Avery Arts Council dissolves
Matthew Hundley / (email@example.com)
After 35 years of operation, Avery Arts Council will dissolve as soon as North Carolina Secretary of State approves the board of directors’ unanimous decision to disband, which came as the result of lack of support from within the council, according to Gallery Director Caitlin Morehouse. Toe River Arts Council, based in Mitchell and Yancey counties, will likely take over Avery Arts Council’s remaining assets to provide programming in Avery County, Morehouse said.
“It has truly just run out of steam,” said Morehouse, who described how lack of participation led to a breakdown in fundraising and services. When the vote was made, only three active members remained of a board that began with 10. The situation became critical when Treasurer Linda Sutton and President Terry Alexander resigned at the board’s July meeting. According to Morehouse, the remaining members, Jennifer Franz, Heidi Fisher and Hampton Sheets, could not see a way to rally the organization with so little support.
“The decision to dissolve was with the intention that one of our neighboring arts councils would ultimately continue to provide programming services. That was our hope,” Morehouse said.
As per state requirements, another community arts organization must take over administration of any funds left in Avery Arts Council’s control, as well as its annual allotment from North Carolina Arts Council, and use those funds to provide arts programming within Avery County within two years. Neighboring Toe River Arts Council has agreed to take on this extra administrative responsibility. TRAC is under no obligation to incorporate Avery County into its own service area. Rather it has volunteered to provide programming using the funds already in place in Avery County.
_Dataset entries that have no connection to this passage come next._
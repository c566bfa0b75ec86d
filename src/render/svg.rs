use super::{Renderer, Style};
use crate::zones::Polygon;
use std::fmt::Write as _;
use std::fs;
use std::io;
use std::path::Path;

/// A `Renderer` that accumulates polygons into an SVG document.
/// Polygons are expected in screen coordinates (already normalized).
#[derive(Debug, Clone)]
pub struct SvgCanvas {
    width: f64,
    height: f64,
    body: String,
}

impl SvgCanvas {
    pub fn new(width: f64, height: f64) -> Self {
        Self {
            width,
            height,
            body: String::new(),
        }
    }

    pub fn width(&self) -> f64 {
        self.width
    }

    pub fn height(&self) -> f64 {
        self.height
    }

    /// Render the accumulated document
    pub fn finish(&self) -> String {
        format!(
            concat!(
                r#"<svg xmlns="http://www.w3.org/2000/svg" width="{w}" height="{h}" "#,
                r#"viewBox="0 0 {w} {h}">{body}</svg>"#,
            ),
            w = self.width,
            h = self.height,
            body = self.body,
        )
    }

    /// Write the document to a file
    pub fn save(&self, path: impl AsRef<Path>) -> io::Result<()> {
        fs::write(path, self.finish())
    }

    /// Build the SVG `points` attribute for a ring
    fn points_attr(polygon: &Polygon) -> String {
        let mut out = String::new();
        for (i, v) in polygon.vertices.iter().enumerate() {
            if i > 0 {
                out.push(' ');
            }
            let _ = write!(out, "{:.3},{:.3}", v.x, v.y);
        }
        out
    }
}

impl Renderer for SvgCanvas {
    fn draw(&mut self, polygon: &Polygon, style: &Style) {
        if polygon.vertices.is_empty() {
            return;
        }
        let fill = style.fill.as_deref().unwrap_or("none");
        let stroke = style.stroke.as_deref().unwrap_or("none");
        let _ = write!(
            self.body,
            r#"<polygon points="{}" style="fill:{};stroke:{};stroke-width:{}"/>"#,
            Self::points_attr(polygon),
            fill,
            stroke,
            style.stroke_width,
        );
    }
}
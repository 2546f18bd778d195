use serde::{Deserialize, Serialize};

use transboxer_ebml::DEFAULT_MAX_LEAF_SIZE;
use transboxer_fmp4::{DEFAULT_HANDLER_NAME, DEFAULT_INITIAL_SIZE};

#[derive(Debug, Clone, Default, PartialEq, Deserialize, Serialize)]
pub struct Config {
    #[serde(default)]
    pub transbox: TransboxConfig,

    #[serde(default)]
    pub input: InputConfig,
}

#[derive(Debug, Clone, PartialEq, Deserialize, Serialize)]
pub struct TransboxConfig {
    /// Media type attached to every output chunk
    #[serde(default = "default_media_type")]
    pub media_type: String,

    /// Initial output buffer reservation in bytes
    #[serde(default = "default_initial_size")]
    pub initial_size: usize,

    /// Track and movie timescale (ticks per second)
    #[serde(default = "default_timescale")]
    pub timescale: u32,

    #[serde(default = "default_track_id")]
    pub track_id: u32,

    /// Name written into the `hdlr` box
    #[serde(default = "default_handler_name")]
    pub handler_name: String,

    /// Fail on undetectable NALU framing, missing parameter sets and
    /// unsupported avcC versions instead of guessing
    #[serde(default = "default_strict")]
    pub strict: bool,

    /// Largest EBML leaf element (e.g. a SimpleBlock) buffered, in bytes
    #[serde(default = "default_max_leaf_size")]
    pub max_leaf_size: u64,
}

fn default_media_type() -> String {
    "video/mp4; codecs=\"avc1.42C01E\"".to_string()
}
fn default_initial_size() -> usize {
    DEFAULT_INITIAL_SIZE
}
fn default_timescale() -> u32 {
    1000
}
fn default_track_id() -> u32 {
    1
}
fn default_handler_name() -> String {
    DEFAULT_HANDLER_NAME.to_string()
}
fn default_strict() -> bool {
    true
}
fn default_max_leaf_size() -> u64 {
    DEFAULT_MAX_LEAF_SIZE
}

impl Default for TransboxConfig {
    fn default() -> Self {
        Self {
            media_type: default_media_type(),
            initial_size: default_initial_size(),
            timescale: default_timescale(),
            track_id: default_track_id(),
            handler_name: default_handler_name(),
            strict: default_strict(),
            max_leaf_size: default_max_leaf_size(),
        }
    }
}

#[derive(Debug, Clone, PartialEq, Deserialize, Serialize)]
pub struct InputConfig {
    /// Read size used by the file and stdin drivers
    #[serde(default = "default_chunk_size")]
    pub chunk_size: usize,
}

fn default_chunk_size() -> usize {
    64 * 1024
}

impl Default for InputConfig {
    fn default() -> Self {
        Self {
            chunk_size: default_chunk_size(),
        }
    }
}
//! AVCDecoderConfigurationRecord (ISO/IEC 14496-15 5.3.3.1).
//!
//! ```text
//! u8   configurationVersion = 1
//! u8   AVCProfileIndication
//! u8   profile_compatibility
//! u8   AVCLevelIndication
//! u8   0xFC | lengthSizeMinusOne
//! u8   0xE0 | numOfSequenceParameterSets
//!      { u16 length, SPS bytes } *
//! u8   numOfPictureParameterSets
//!      { u16 length, PPS bytes } *
//!      trailing bytes (high-profile extensions), kept verbatim
//! ```

use bytes::{Buf, BufMut, Bytes, BytesMut};
use tracing::debug;

use crate::error::{Error, Result};
use crate::nal::{NalUnitType, NaluStream};
use crate::sps::Sps;

/// A parsed or assembled avcC record.
#[derive(Debug, Clone, PartialEq, Eq)]
pub struct AvcConfig {
    pub version: u8,
    pub profile: u8,
    pub compatibility: u8,
    pub level: u8,
    /// NALU length prefix width, 1..=4.
    pub length_size: u8,
    pub sps: Vec<Bytes>,
    pub pps: Vec<Bytes>,
    pub trailing: Bytes,
}

impl AvcConfig {
    /// Build from explicit parameter sets. Profile bytes come from the SPS.
    pub fn from_parameter_sets(sps: Bytes, pps: Bytes, length_size: u8) -> Result<Self> {
        if !(1..=4).contains(&length_size) {
            return Err(Error::InvalidAvcC(format!(
                "length size {length_size}, expected 1..=4"
            )));
        }
        if sps.len() < 4 {
            return Err(Error::InvalidAvcC(format!("SPS of {} bytes", sps.len())));
        }
        if sps.len() > u16::MAX as usize || pps.len() > u16::MAX as usize {
            return Err(Error::InvalidAvcC("parameter set longer than 65535 bytes".into()));
        }
        Ok(Self {
            version: 1,
            profile: sps[1],
            compatibility: sps[2],
            level: sps[3],
            length_size,
            sps: vec![sps],
            pps: vec![pps],
            trailing: Bytes::new(),
        })
    }

    /// Take the first SPS and first PPS found in a NALU stream.
    ///
    /// In strict mode a missing SPS or PPS is an error; otherwise the
    /// corresponding list is left empty.
    pub fn from_nalu_stream(stream: &NaluStream, strict: bool) -> Result<Self> {
        let mut sps = None;
        let mut pps = None;
        for nalu in stream.nalus() {
            match NalUnitType::of(nalu) {
                Some(NalUnitType::Sps) if sps.is_none() => sps = Some(Bytes::copy_from_slice(nalu)),
                Some(NalUnitType::Pps) if pps.is_none() => pps = Some(Bytes::copy_from_slice(nalu)),
                _ => {}
            }
            if sps.is_some() && pps.is_some() {
                break;
            }
        }

        if strict {
            if sps.is_none() {
                return Err(Error::MissingParameterSet("SPS"));
            }
            if pps.is_none() {
                return Err(Error::MissingParameterSet("PPS"));
            }
        }

        let length_size = stream.format().width() as u8;
        match (sps, pps) {
            (Some(sps), Some(pps)) => Self::from_parameter_sets(sps, pps, length_size),
            (sps, pps) => {
                debug!(
                    has_sps = sps.is_some(),
                    has_pps = pps.is_some(),
                    "incomplete parameter sets in NALU stream"
                );
                let (profile, compatibility, level) = sps
                    .as_ref()
                    .filter(|s| s.len() >= 4)
                    .map_or((0, 0, 0), |s| (s[1], s[2], s[3]));
                Ok(Self {
                    version: 1,
                    profile,
                    compatibility,
                    level,
                    length_size,
                    sps: sps.into_iter().collect(),
                    pps: pps.into_iter().collect(),
                    trailing: Bytes::new(),
                })
            }
        }
    }

    /// Parse an existing record, e.g. a Matroska CodecPrivate.
    pub fn parse(data: &[u8], strict: bool) -> Result<Self> {
        let mut buf = data;
        if buf.remaining() < 6 {
            return Err(Error::InvalidAvcC(format!("{} bytes, need at least 6", buf.len())));
        }
        let version = buf.get_u8();
        if strict && version != 1 {
            return Err(Error::UnsupportedVersion(version));
        }
        let profile = buf.get_u8();
        let compatibility = buf.get_u8();
        let level = buf.get_u8();
        let length_size = (buf.get_u8() & 0x03) + 1;

        let sps_count = buf.get_u8() & 0x1F;
        let sps = read_sets(&mut buf, sps_count as usize, "SPS")?;

        if !buf.has_remaining() {
            return Err(Error::InvalidAvcC("missing PPS count".into()));
        }
        let pps_count = buf.get_u8();
        let pps = read_sets(&mut buf, pps_count as usize, "PPS")?;

        Ok(Self {
            version,
            profile,
            compatibility,
            level,
            length_size,
            sps,
            pps,
            trailing: Bytes::copy_from_slice(buf),
        })
    }

    /// Serialize the record from its current lists.
    ///
    /// The PPS count byte is written as the plain count, with no reserved
    /// high bits, matching the records browsers and WebM muxers emit
    /// (e.g. `01 4d 40 1e ff e1 .. 01 00 04 ..`). [`parse`](Self::parse)
    /// reads it the same way.
    ///
    /// Fails when a list or a parameter set is too long for its field: at
    /// most 31 SPS, 255 PPS, 65535 bytes each.
    pub fn to_bytes(&self) -> Result<Bytes> {
        let sps_count = u8::try_from(self.sps.len())
            .ok()
            .filter(|&n| n <= 0x1F)
            .ok_or_else(|| Error::InvalidAvcC(format!("{} SPS, at most 31", self.sps.len())))?;
        let pps_count = u8::try_from(self.pps.len())
            .map_err(|_| Error::InvalidAvcC(format!("{} PPS, at most 255", self.pps.len())))?;

        let sets: usize = self.sps.iter().chain(&self.pps).map(|s| s.len() + 2).sum();
        let mut out = BytesMut::with_capacity(7 + sets + self.trailing.len());
        out.put_u8(self.version);
        out.put_u8(self.profile);
        out.put_u8(self.compatibility);
        out.put_u8(self.level);
        out.put_u8(0xFC | (self.length_size.clamp(1, 4) - 1));
        out.put_u8(0xE0 | sps_count);
        for sps in &self.sps {
            out.put_u16(set_len("SPS", sps)?);
            out.put_slice(sps);
        }
        out.put_u8(pps_count);
        for pps in &self.pps {
            out.put_u16(set_len("PPS", pps)?);
            out.put_slice(pps);
        }
        out.put_slice(&self.trailing);
        Ok(out.freeze())
    }

    /// Decode the first SPS.
    pub fn first_sps(&self) -> Result<Sps> {
        let sps = self.sps.first().ok_or(Error::MissingParameterSet("SPS"))?;
        Sps::parse(sps)
    }

    /// RFC 6381 codec string from the record's profile bytes.
    pub fn codec_string(&self) -> String {
        format!(
            "avc1.{:02X}{:02X}{:02X}",
            self.profile, self.compatibility, self.level
        )
    }
}

fn set_len(what: &str, set: &[u8]) -> Result<u16> {
    u16::try_from(set.len())
        .map_err(|_| Error::InvalidAvcC(format!("{what} of {} bytes, at most 65535", set.len())))
}

fn read_sets(buf: &mut &[u8], count: usize, what: &str) -> Result<Vec<Bytes>> {
    let mut sets = Vec::with_capacity(count);
    for i in 0..count {
        if buf.remaining() < 2 {
            return Err(Error::InvalidAvcC(format!("{what} {i} length truncated")));
        }
        let len = buf.get_u16() as usize;
        if buf.remaining() < len {
            return Err(Error::InvalidAvcC(format!(
                "{what} {i} needs {len} bytes, {} left",
                buf.remaining()
            )));
        }
        sets.push(Bytes::copy_from_slice(&buf[..len]));
        buf.advance(len);
    }
    Ok(sets)
}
“They are basically doing us a favor,” Morehouse said. “There is some hope from many people in this community and people at the state level, but whether or not they will continue programming or go into programming full time after the two years is a hope of many people, but it is not certain.”
According to Morehouse, the exact amount of those remaining funds is yet to be determined, as the organization must still settle all of its accounts as well as all accounting and legal fees inherent in the dissolution. According to Morehouse, the council is solvent, and will be able to fully settle all accounts before the dissolution is complete.
One of the services that will disappear along with the Avery Arts Council is its gallery in Linville, which served as a venue for member artists to display their work and for Avery residents to witness the artistic talent within their community.
“I would like to emphasize that the reason the Avery Gallery is closing is not due to lack of sales,” Morehouse noted. “On the contrary, all things considered, our gallery has done pretty well. We get a steady stream of visitors due to our ideal location, and visitors really like the works displayed here.”
The gallery will close at the end of September, and most of its merchandise will be gone by Saturday, Sept. 15, the deadline for artists to collect their work.
Depending on TRAC’s decisions about funding, other services that will go with the council include the Quilt Trail, art classes and shows. Morehouse acknowledged that, in recent years, the programming provided by the council has dwindled along with its support.
“I feel like it has truly just run out of steam over time. There are many people in the community who have been active in the past, but they have tired,” Morehouse said. “There have been a lot of tenacious people associated with it over the last 35 years. There has certainly been a lot of people who have sacrificed and given to Avery Arts Council over that time.”